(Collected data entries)

▽

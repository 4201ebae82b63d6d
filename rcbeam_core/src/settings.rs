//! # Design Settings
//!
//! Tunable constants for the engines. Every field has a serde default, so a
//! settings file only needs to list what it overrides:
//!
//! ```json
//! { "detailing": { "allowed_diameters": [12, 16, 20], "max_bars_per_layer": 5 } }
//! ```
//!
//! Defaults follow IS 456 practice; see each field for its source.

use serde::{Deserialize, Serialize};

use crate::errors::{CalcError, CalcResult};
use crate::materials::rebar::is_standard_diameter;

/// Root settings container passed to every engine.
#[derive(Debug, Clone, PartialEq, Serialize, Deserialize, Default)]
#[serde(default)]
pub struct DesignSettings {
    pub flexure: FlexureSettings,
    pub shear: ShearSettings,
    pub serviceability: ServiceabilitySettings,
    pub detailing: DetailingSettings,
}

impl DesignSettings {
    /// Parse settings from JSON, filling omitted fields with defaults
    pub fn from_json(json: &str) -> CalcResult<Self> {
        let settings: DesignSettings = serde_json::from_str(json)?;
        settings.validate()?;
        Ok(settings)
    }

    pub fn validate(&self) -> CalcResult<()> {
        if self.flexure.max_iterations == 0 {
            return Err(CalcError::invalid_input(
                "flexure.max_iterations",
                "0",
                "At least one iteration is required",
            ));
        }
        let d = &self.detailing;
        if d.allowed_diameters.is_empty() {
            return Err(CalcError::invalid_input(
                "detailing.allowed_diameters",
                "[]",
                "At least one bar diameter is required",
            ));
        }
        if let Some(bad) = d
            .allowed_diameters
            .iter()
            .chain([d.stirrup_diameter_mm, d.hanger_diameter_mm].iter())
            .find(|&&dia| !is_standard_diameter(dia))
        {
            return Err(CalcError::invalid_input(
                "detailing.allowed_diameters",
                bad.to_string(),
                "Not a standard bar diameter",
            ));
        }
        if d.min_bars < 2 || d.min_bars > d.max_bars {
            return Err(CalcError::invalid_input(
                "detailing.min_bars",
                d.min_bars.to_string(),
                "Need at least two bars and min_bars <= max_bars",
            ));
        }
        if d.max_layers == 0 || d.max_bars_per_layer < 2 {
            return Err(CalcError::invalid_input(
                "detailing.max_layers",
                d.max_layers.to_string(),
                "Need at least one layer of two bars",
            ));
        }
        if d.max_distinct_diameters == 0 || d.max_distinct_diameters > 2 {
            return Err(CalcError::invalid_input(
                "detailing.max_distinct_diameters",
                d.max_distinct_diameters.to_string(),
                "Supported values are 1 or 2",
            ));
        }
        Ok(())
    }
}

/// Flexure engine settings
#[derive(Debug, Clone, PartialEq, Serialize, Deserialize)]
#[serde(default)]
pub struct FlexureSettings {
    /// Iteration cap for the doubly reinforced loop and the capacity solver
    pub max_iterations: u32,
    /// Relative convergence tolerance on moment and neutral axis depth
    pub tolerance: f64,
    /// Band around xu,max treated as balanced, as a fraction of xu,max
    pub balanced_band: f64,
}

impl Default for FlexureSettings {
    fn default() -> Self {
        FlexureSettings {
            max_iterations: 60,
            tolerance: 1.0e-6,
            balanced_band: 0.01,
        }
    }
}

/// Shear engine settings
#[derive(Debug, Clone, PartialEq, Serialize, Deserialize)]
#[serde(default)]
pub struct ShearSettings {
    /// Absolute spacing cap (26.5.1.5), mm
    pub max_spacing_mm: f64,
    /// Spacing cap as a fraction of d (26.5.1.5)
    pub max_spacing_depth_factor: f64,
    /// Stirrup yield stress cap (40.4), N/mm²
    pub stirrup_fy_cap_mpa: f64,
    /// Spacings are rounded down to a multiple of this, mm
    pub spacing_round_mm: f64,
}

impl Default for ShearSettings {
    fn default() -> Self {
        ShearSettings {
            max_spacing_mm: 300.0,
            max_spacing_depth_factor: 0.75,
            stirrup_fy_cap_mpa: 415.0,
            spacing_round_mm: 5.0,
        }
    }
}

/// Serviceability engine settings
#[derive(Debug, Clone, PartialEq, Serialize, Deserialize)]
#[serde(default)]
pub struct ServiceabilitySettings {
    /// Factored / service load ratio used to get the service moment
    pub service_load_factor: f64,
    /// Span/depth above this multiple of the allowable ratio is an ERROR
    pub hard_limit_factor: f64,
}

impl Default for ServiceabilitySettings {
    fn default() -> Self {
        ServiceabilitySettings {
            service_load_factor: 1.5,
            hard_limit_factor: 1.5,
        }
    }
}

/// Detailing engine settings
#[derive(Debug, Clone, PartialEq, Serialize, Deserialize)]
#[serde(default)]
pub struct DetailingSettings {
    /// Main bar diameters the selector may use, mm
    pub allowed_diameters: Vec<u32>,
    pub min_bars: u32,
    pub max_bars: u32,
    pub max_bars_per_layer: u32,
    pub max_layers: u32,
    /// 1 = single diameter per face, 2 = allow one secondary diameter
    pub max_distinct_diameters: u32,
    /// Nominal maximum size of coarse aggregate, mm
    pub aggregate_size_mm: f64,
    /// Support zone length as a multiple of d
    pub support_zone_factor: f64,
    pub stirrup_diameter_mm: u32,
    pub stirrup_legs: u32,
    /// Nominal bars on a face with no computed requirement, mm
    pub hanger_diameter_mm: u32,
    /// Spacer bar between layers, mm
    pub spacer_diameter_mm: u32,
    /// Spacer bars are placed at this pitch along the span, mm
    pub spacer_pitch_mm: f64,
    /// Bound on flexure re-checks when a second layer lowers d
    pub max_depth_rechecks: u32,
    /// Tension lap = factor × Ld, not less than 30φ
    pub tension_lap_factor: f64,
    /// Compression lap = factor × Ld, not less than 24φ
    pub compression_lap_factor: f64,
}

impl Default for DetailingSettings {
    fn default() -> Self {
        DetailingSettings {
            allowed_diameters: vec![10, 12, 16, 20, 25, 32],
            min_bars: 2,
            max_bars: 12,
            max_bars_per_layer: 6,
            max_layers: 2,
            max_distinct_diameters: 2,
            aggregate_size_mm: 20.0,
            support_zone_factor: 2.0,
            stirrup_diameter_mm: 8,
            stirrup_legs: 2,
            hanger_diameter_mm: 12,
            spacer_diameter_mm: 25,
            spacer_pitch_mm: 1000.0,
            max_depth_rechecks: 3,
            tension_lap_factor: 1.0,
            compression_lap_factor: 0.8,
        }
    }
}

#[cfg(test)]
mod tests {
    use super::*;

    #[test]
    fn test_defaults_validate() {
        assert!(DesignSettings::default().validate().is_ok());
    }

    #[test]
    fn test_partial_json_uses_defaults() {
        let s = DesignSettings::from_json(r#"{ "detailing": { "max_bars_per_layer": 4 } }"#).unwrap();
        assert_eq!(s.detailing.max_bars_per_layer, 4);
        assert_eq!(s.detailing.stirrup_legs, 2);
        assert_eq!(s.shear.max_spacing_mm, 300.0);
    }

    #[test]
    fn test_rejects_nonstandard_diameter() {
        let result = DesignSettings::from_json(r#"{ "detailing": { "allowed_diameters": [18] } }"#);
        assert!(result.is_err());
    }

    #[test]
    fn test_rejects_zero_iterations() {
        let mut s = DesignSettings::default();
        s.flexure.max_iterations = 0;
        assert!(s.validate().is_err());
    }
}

△

● Exercise instructions: Look over the records. Copy the lines that include the word "DetailingSettings".

● Exercise result:
    pub detailing: DetailingSettings,
pub struct DetailingSettings {
impl Default for DetailingSettings {
        DetailingSettings {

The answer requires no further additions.